See Williams v. Wright,
927 F.2d 1540, 1543 (11th Cir.1991);
Memorial Hosp. Sys. v. Northbrook Life Ins. Co.,
904 F.2d 236, 240 (5th Cir.1990). The dispositive issue presented by plaintiff’s motion to remand is whether the indemnity agreement constitutes such a plan.
B
29 U.S.C. § 1002(1) defines an “employee welfare benefit plan” as a plan, fund, or program set up by an employer that provides
(A) medical, surgical, or hospital care or benefits, or benefits in the event of sickness, accident, disability, death or unemployment, or vacation benefits, apprenticeship or other training programs, or day care centers, scholarship funds, or prepaid legal services, or (B) any benefit described in section 186(c) of this title (other than pensions on retirement or death, and insurance to provide such pensions).
29 U.S.C. § 186(c), to which § 1002(1)(B) refers, lists exceptions to the restrictions imposed by § 186(a) and (b) on payments and loans made by an employer to employees, representatives, or labor organizations.
The indemnification agreement in
question in the present case states, in pertinent part:
In the event Indemnitee was, is or becomes a party to or witness or other participant in, or is threatened to be made a party to or , witness or other participant in, a Claim by reason of (or arising in part out of) an Indemnifiable
Event, the Company shall indemnify In-demnitee (without regard to the negligence or other fault of the Indemnitee) to the fullest extent permitted by applicable law, as soon as practicable but in no event later than thirty days after written demand is presented to the Company, against any and all Expenses, judgments, fines, penalties, excise . taxes and amounts paid or to be paid in settlement (including all interest, assessments and other charges paid or payable in connection with or in respect of such Expenses, judgments, fines, penalties, excise taxes or amounts paid or to be paid in settlement) of such Claim.
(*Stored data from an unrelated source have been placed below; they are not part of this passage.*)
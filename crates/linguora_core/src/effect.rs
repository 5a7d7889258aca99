use std::path::PathBuf;

use crate::{DocumentHandle, Formality, JobId};

#[derive(Debug, Clone, PartialEq, Eq)]
pub enum Effect {
    LoadLanguages,
    SubmitDocument {
        job_id: JobId,
        path: PathBuf,
        target_lang: String,
        source_lang: Option<String>,
        formality: Formality,
    },
    StartPolling {
        job_id: JobId,
        document: DocumentHandle,
    },
    FetchResult {
        job_id: JobId,
        document: DocumentHandle,
        file_name: String,
    },
    /// Stop everything running for `job_id`. Safe to repeat.
    CancelJob { job_id: JobId },
    TranslateText {
        request_id: JobId,
        text: String,
        target_lang: String,
        source_lang: Option<String>,
    },
}
/// Marker put in front of every translated file name.
pub const ARTIFACT_PREFIX: &str = "translated_";

const MAX_STEM_CHARS: usize = 80;

/// Name for the translated copy of `original`: `translated_{sanitized}`.
///
/// The extension is kept (lowercased) so the result opens with the same
/// application; the stem loses path separators and characters Windows or
/// share targets reject.
pub fn artifact_filename(original: &str) -> String {
    let base = original
        .rsplit(['/', '\\'])
        .next()
        .unwrap_or(original);
    let (stem, ext) = match base.rsplit_once('.') {
        Some((stem, ext)) if !stem.is_empty() && !ext.is_empty() => (stem, Some(ext)),
        _ => (base, None),
    };

    let stem = sanitize_stem(stem);
    match ext.map(sanitize_extension).filter(|ext| !ext.is_empty()) {
        Some(ext) => format!("{ARTIFACT_PREFIX}{stem}.{ext}"),
        None => format!("{ARTIFACT_PREFIX}{stem}"),
    }
}

fn sanitize_stem(input: &str) -> String {
    let mut compacted = String::with_capacity(input.len());
    let mut prev_underscore = false;
    for c in input.chars() {
        let c = if is_forbidden(c) { '_' } else { c };
        if c == '_' && prev_underscore {
            continue;
        }
        prev_underscore = c == '_';
        compacted.push(c);
    }

    let trimmed = compacted.trim_matches(&['_', ' ', '.'][..]);
    let mut stem: String = trimmed.chars().take(MAX_STEM_CHARS).collect();
    if stem.is_empty() {
        stem = "document".to_string();
    }
    stem
}

fn sanitize_extension(ext: &str) -> String {
    ext.chars()
        .filter(char::is_ascii_alphanumeric)
        .map(|c| c.to_ascii_lowercase())
        .collect()
}

fn is_forbidden(c: char) -> bool {
    matches!(c,
        '\\' | '/' | ':' | '*' | '?' | '"' | '<' | '>' | '|' | '\0'..='\u{1F}'
    )
}
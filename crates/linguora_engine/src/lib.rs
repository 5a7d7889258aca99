//! Linguora engine: translation service IO, polling and effect execution.
mod client;
mod country;
mod engine;
mod filename;
mod mime;
mod persist;
mod poll;
mod request;
mod settings;
mod types;

pub use client::{submit_document, translate_text, ReqwestTranslationApi, TranslationApi};
pub use country::{
    current_country, CapitalInfo, Country, CountryClient, CountryName, Currency, Flags,
    LocationProvider,
};
pub use engine::EngineHandle;
pub use filename::{artifact_filename, ARTIFACT_PREFIX};
pub use mime::{
    extension_of, mime_for_extension, output_format_for_extension, FALLBACK_MIME, OUTPUT_FORMATS,
};
pub use persist::{ensure_output_dir, AtomicFileWriter, PersistError};
pub use poll::{poll_until_terminal, with_cancel};
pub use request::{DocumentUpload, TextRequest};
pub use settings::{
    ApiSettings, CountrySettings, EngineConfig, PollSettings, DEFAULT_API_BASE,
    DEFAULT_COUNTRY_BASE,
};
pub use types::{ApiError, EngineEvent, FailureKind};
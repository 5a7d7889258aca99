use std::sync::Arc;
use std::time::{Duration, Instant};

use engine_logging::engine_debug;
use linguora_core::{update, AppState, AppViewModel, Msg};
use linguora_engine::{ApiError, EngineConfig, ReqwestTranslationApi, TranslationApi};
use thiserror::Error;

use crate::config::AppConfig;
use crate::effects::EffectRunner;

#[derive(Debug, Error)]
pub enum SessionError {
    #[error("translation client unavailable: {0}")]
    Client(#[from] ApiError),
}

/// One screen session: owns the state, applies messages one at a time and
/// feeds the resulting effects to the engine.
///
/// Dropping the session dismisses it, which cancels any job still running.
pub struct Session {
    state: AppState,
    runner: EffectRunner,
}

impl Session {
    pub fn new(config: &AppConfig) -> Result<Self, SessionError> {
        let api = ReqwestTranslationApi::new(config.api_settings())?;
        Ok(Self::with_api(Arc::new(api), config.engine_config()))
    }

    /// Opens a session against any [`TranslationApi`]; the language
    /// catalogue is requested right away.
    pub fn with_api(api: Arc<dyn TranslationApi>, engine: EngineConfig) -> Self {
        let mut session = Self {
            state: AppState::new(),
            runner: EffectRunner::new(api, engine),
        };
        session.dispatch(Msg::Opened);
        session
    }

    /// Applies `msg` and runs its effects. Returns whether the view changed.
    pub fn dispatch(&mut self, msg: Msg) -> bool {
        let state = std::mem::take(&mut self.state);
        let (mut state, effects) = update(state, msg);
        let was_dirty = state.consume_dirty();
        self.state = state;
        self.runner.enqueue(effects);
        was_dirty
    }

    /// Applies every engine event that has already arrived. Returns how many.
    pub fn pump(&mut self) -> usize {
        let mut handled = 0;
        while let Some(msg) = self.runner.try_next() {
            self.dispatch(msg);
            handled += 1;
        }
        handled
    }

    /// Applies engine events as they arrive until `done` holds for the view
    /// or `timeout` passes. Returns whether `done` was reached.
    pub fn wait_until<F>(&mut self, timeout: Duration, mut done: F) -> bool
    where
        F: FnMut(&AppViewModel) -> bool,
    {
        let deadline = Instant::now() + timeout;
        loop {
            if done(&self.state.view()) {
                return true;
            }
            let remaining = deadline.saturating_duration_since(Instant::now());
            if remaining.is_zero() {
                engine_debug!("wait_until timed out after {:?}", timeout);
                return false;
            }
            if let Some(msg) = self.runner.next_timeout(remaining) {
                self.dispatch(msg);
            }
        }
    }

    pub fn view(&self) -> AppViewModel {
        self.state.view()
    }

    pub fn state(&self) -> &AppState {
        &self.state
    }
}

impl Drop for Session {
    fn drop(&mut self) {
        self.dispatch(Msg::Dismissed);
    }
}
Ind.Agrmt. § 2(a). This agreement does not provide any of the benefits listed in § 1002(1)(A). Therefore, to qualify as an employee welfare benefit plan, the agreement must provide a benefit described in § 1002(1)(B) which, in turn, adopts certain provisions of § 186(c).
Section 1002(1)(B) appears to include unambiguously within the purview of an employee welfare benefit plan “any benefit described in section 186(c) of this title (other than pensions on retirement or death, and insurance to provide such pensions).” The Intellicall indemnity agreement would qualify as such a plan pursuant to § 186(c)(2). This provision of § 186(c) permits employers to satisfy court judgments and arbitral awards, and to pay settlements of claims, complaints, grievances, and disputes in the absence of fraud or duress, on behalf of employees, representatives, or labor organizations.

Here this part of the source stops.